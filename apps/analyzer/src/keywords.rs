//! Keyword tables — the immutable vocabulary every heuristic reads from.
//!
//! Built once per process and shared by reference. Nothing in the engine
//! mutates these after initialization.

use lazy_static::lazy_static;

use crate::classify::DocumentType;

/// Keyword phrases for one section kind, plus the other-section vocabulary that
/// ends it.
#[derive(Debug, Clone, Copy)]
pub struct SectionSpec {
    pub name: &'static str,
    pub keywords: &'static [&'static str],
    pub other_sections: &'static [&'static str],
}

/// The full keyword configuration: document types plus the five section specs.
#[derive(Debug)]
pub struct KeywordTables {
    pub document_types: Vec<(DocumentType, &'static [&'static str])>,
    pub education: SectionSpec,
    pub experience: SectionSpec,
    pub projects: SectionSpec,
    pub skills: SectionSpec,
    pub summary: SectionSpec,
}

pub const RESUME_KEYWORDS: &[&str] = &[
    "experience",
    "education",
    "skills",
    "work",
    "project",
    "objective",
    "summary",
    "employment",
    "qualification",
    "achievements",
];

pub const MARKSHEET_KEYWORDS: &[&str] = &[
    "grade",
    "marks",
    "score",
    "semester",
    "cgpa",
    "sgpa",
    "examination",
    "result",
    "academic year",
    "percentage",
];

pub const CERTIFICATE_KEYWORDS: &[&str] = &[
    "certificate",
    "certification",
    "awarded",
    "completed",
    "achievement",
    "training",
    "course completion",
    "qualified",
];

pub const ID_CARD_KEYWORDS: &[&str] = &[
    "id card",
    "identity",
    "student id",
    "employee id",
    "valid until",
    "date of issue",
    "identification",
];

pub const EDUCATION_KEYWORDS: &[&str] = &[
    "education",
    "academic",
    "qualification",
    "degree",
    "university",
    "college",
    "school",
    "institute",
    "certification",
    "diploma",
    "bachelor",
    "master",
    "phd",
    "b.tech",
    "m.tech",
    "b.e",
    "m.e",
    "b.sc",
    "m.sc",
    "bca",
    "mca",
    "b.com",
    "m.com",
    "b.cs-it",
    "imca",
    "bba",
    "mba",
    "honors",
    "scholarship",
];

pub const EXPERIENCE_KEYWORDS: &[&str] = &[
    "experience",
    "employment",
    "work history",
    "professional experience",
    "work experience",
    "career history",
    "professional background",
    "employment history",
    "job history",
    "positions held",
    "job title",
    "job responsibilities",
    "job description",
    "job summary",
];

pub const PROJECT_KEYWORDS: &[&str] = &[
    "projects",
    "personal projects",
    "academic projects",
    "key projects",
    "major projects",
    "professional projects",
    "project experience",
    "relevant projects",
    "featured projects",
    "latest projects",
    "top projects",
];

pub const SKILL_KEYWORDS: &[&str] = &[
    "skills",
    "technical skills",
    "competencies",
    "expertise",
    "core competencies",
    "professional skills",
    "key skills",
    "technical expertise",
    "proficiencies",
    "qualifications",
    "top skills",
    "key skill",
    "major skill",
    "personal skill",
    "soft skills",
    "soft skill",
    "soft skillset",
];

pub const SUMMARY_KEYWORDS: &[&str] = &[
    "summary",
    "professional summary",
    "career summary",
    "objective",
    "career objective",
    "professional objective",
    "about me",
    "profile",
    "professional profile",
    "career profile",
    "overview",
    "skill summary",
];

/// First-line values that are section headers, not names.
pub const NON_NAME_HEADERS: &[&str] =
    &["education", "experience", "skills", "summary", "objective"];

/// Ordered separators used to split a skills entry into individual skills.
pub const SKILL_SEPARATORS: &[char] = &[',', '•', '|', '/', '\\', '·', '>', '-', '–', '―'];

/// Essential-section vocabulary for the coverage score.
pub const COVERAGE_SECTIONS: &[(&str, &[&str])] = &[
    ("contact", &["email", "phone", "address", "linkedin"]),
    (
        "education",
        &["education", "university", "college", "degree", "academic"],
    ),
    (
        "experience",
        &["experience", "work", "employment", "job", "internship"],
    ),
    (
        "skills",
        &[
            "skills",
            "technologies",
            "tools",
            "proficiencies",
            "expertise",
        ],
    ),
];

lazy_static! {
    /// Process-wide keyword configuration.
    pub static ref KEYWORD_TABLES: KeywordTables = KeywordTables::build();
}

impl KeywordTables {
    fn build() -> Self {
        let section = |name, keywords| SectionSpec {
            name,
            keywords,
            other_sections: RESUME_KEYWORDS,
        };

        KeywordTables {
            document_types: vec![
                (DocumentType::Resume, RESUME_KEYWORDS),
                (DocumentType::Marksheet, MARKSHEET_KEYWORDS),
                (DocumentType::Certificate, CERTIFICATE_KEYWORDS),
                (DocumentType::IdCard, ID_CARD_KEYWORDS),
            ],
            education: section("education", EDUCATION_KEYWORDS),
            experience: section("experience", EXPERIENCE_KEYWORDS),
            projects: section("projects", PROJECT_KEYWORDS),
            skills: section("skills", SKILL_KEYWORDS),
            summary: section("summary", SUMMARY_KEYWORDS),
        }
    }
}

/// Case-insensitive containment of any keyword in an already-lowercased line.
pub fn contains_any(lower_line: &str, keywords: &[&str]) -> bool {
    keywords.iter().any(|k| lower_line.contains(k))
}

━━━━━━━━

* [Activity]:
Output, please, only the lines running from the start of the entries through the line that contains "#[derive(Debug, Clone, Copy)]", including both of those lines.

* [Expected answer]:
filename apps/analyzer/src/keywords.rs
//! Keyword tables — the immutable vocabulary every heuristic reads from.
//!
//! Built once per process and shared by reference. Nothing in the engine
//! mutates these after initialization.

use lazy_static::lazy_static;

use crate::classify::DocumentType;

/// Keyword phrases for one section kind, plus the other-section vocabulary that
/// ends it.
#[derive(Debug, Clone, Copy)]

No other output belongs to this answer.